In Courtroom No. 24, before Justice Rajesh Kumar, a simmering tension between the bench and the bar erupted — live, on camera — exposing the fragile fault lines of India’s courtroom decorum.
The Flashpoint
It was an ordinary Thursday morning when Justice Rajesh Kumar’s single-judge bench took up the case of Pushpa Kumari, a widow who claimed her electricity connection had been unfairly cut and that she was being asked to pay over ₹1.30 lakh.
After a short hearing, the judge directed her to deposit ₹50,000 for reconnection.
But what followed stunned everyone present — and soon, the nation.
Her lawyer, Mahesh Tiwari, a veteran advocate of four decades, rose to his feet, visibly agitated. In a moment now captured across countless screens, he declared in open court:
I will argue in my own way, not the way you are saying… Please note, do not try to insult any lawyer.
I am telling you, sir: please don’t attempt to humiliate anyone. The country is burning… with the judiciary. These are my words. I will argue in my way. Don’t overstep. I have been practicing for 40 years.”
The courtroom fell silent — except for the echo of those words reverberating through the livestream.
The Judicial Response
By the next day, the video had gone viral. The Chief Justice of Jharkhand High Court, Tarlok Singh Chauhan, visibly disturbed by what he termed a “grave breach of discipline,” took suo motu cognizance of the matter.
A five-judge bench — comprising Justice Chauhan, Justice Sujit Narayan Prasad, Justice Rongon Mukhopadhyay, Justice Anand Sen, and Justice Rajesh Shankar — was convened to hear the case titled “Court on its own motion vs Mahesh Tiwari.”
A charge of criminal contempt was registered, and the matter has been scheduled for hearing on 11 November.
The Larger Picture
While courtroom spats are not unheard of, this episode has reignited debate over a deeper issue — the growing friction between the bench and the bar. In an era of live-streamed proceedings, every exchange is amplified, every raised voice magnified.
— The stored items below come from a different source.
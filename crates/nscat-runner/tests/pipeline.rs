//! End-to-end runs against a mocked supplier API.

use std::path::Path;
use std::sync::Arc;

use chrono::{Local, TimeZone};
use nscat_core::{AppConfig, Environment, ExportLayout};
use nscat_runner::{run_pipeline, RunContext, RunError};
use wiremock::matchers::{header, method, path};
use wiremock::{Mock, MockServer, ResponseTemplate};

fn config(server: &MockServer, output: &Path) -> AppConfig {
    AppConfig {
        env: Environment::Test,
        log_level: "debug".to_owned(),
        bind_addr: "127.0.0.1:0".parse().unwrap(),
        api_key: "test-key".to_owned(),
        api_base_url: format!("{}/api", server.uri()),
        catalog_lang: 2,
        output_dir: output.to_path_buf(),
        token_cache_path: output.join(".token_cache.json"),
        token_validity_secs: 86_400,
        token_safety_margin_secs: 3_600,
        request_timeout_secs: 10,
        connect_timeout_secs: 5,
        catalog_max_attempts: 3,
        catalog_backoff_ms: vec![0],
        wholesale_enabled: false,
        manufacturers: ["Milwaukee", "Garden HighPro", "Qnubu", "Zerum"]
            .map(String::from)
            .to_vec(),
        export_layout: ExportLayout::Brand,
        run_secret: None,
        drive_folder_id: None,
        google_credentials_path: output.join("no-key.json"),
        google_credentials_json: None,
    }
}

async fn mount_json(server: &MockServer, endpoint: &str, body: &str) {
    Mock::given(method("GET"))
        .and(path(format!("/api/producto/{endpoint}")))
        .and(header("authorization", "Bearer tok"))
        .respond_with(
            ResponseTemplate::new(200)
                .insert_header("content-type", "application/json")
                .set_body_string(body),
        )
        .expect(1)
        .mount(server)
        .await;
}

async fn mount_login(server: &MockServer) {
    Mock::given(method("POST"))
        .and(path("/api/login"))
        .respond_with(ResponseTemplate::new(200).set_body_json(serde_json::json!({"token": "tok"})))
        .expect(1)
        .mount(server)
        .await;
}

async fn mount_drill_scenario(server: &MockServer) {
    mount_login(server).await;
    mount_json(
        server,
        "getCatalogo",
        r#"[{"itemCode":"A1","manufacturer":"Milwaukee","productName":"Drill"}]"#,
    )
    .await;
    mount_json(server, "getStock", r#"{"data":[{"itemCode":"A1","stock":10}]}"#).await;
    mount_json(server, "getPrecio", r#"[{"itemCode":"A1","pvp":99.90}]"#).await;
    mount_json(
        server,
        "getUnidadMedida",
        r#"[{"itemCode":"A1","uomCode":"Unidad","weight":1.2}]"#,
    )
    .await;
}

#[tokio::test]
async fn drill_lands_in_milwaukee_csv_and_others_are_header_only() {
    let server = MockServer::start().await;
    mount_drill_scenario(&server).await;
    let out = tempfile::tempdir().unwrap();
    let started = Local.with_ymd_and_hms(2026, 5, 4, 7, 8, 9).unwrap();
    let ctx = RunContext::starting_at(Arc::new(config(&server, out.path())), started);

    let summary = run_pipeline(&ctx).await.unwrap();

    assert_eq!(summary.run_id, "20260504-070809");
    assert_eq!(summary.records, 1);
    assert_eq!(summary.csv_files().len(), 4);
    assert!(summary.export.failures.is_empty());

    let csv_dir = out.path().join("csv");
    assert_eq!(
        std::fs::read_to_string(csv_dir.join("brand_Milwaukee.csv")).unwrap(),
        "SKU,Title,Stock,PriceWholesale,Price,Weight\nA1,Drill,10,,99.90,1200\n"
    );
    for other in ["brand_Garden_HighPro.csv", "brand_Qnubu.csv", "brand_Zerum.csv"] {
        assert_eq!(
            std::fs::read_to_string(csv_dir.join(other)).unwrap(),
            "SKU,Title,Stock,PriceWholesale,Price,Weight\n"
        );
    }

    let dashboard = summary.dashboard.clone().unwrap();
    assert_eq!(dashboard, out.path().join("dashboard").join("index.html"));
    assert!(std::fs::read_to_string(dashboard)
        .unwrap()
        .contains("20260504-070809"));
    assert_eq!(ctx.run_log_name(), "run-20260504-070809.log");
    assert!(summary.status_line().starts_with("OK run 20260504-070809: 1 products, 4 CSV files"));
}

#[tokio::test]
async fn wholesale_csv_fills_price_wholesale() {
    let server = MockServer::start().await;
    mount_drill_scenario(&server).await;
    Mock::given(method("GET"))
        .and(path("/api/producto/getCsv"))
        .respond_with(ResponseTemplate::new(200).set_body_string("ItemCode;PVP\nA1;1.234,56\n"))
        .expect(1)
        .mount(&server)
        .await;

    let out = tempfile::tempdir().unwrap();
    let mut cfg = config(&server, out.path());
    cfg.wholesale_enabled = true;
    let ctx = RunContext::new(Arc::new(cfg));

    run_pipeline(&ctx).await.unwrap();

    let body = std::fs::read_to_string(out.path().join("csv").join("brand_Milwaukee.csv")).unwrap();
    assert!(body.ends_with("A1,Drill,10,1234.56,99.90,1200\n"));
}

#[tokio::test]
async fn login_failure_aborts_before_any_file_is_written() {
    let server = MockServer::start().await;
    Mock::given(method("POST"))
        .and(path("/api/login"))
        .respond_with(ResponseTemplate::new(403).set_body_string("bad key"))
        .mount(&server)
        .await;

    let out = tempfile::tempdir().unwrap();
    let ctx = RunContext::new(Arc::new(config(&server, out.path())));
    let err = run_pipeline(&ctx).await.unwrap_err();

    assert!(err.is_auth());
    assert!(matches!(err, RunError::Fetch(_)));
    assert!(!out.path().join("csv").join("brand_Milwaukee.csv").exists());
}

#[tokio::test]
async fn malformed_dataset_aborts_the_run() {
    let server = MockServer::start().await;
    mount_login(&server).await;
    mount_json(&server, "getCatalogo", r#"[{"itemCode":"A1"}]"#).await;
    Mock::given(method("GET"))
        .and(path("/api/producto/getStock"))
        .respond_with(ResponseTemplate::new(200).set_body_string("<html>maintenance</html>"))
        .mount(&server)
        .await;

    let out = tempfile::tempdir().unwrap();
    let ctx = RunContext::new(Arc::new(config(&server, out.path())));
    let err = run_pipeline(&ctx).await.unwrap_err();

    assert!(!err.is_auth());
    assert!(err.to_string().contains("getStock"));
}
Many lawyers argue that judges are becoming increasingly intolerant of strong advocacy, while judges insist that respect for judicial authority is non-negotiable.
The truth, perhaps, lies somewhere in between — a relationship frayed by ego, frustration, and the pressures of an overburdened justice system.
Legal experts say that this incident serves as a warning: when passion crosses into defiance, and when the sanctity of the courtroom gives way to confrontation, the very foundation of justice is at stake.
The Unanswered Question
As the High Court readies to decide Mahesh Tiwari’s fate, one question looms large — has India’s courtroom culture reached a boiling point?
In the age of public scrutiny and viral outrage, the thin line between assertion and insubordination may be harder than ever to draw.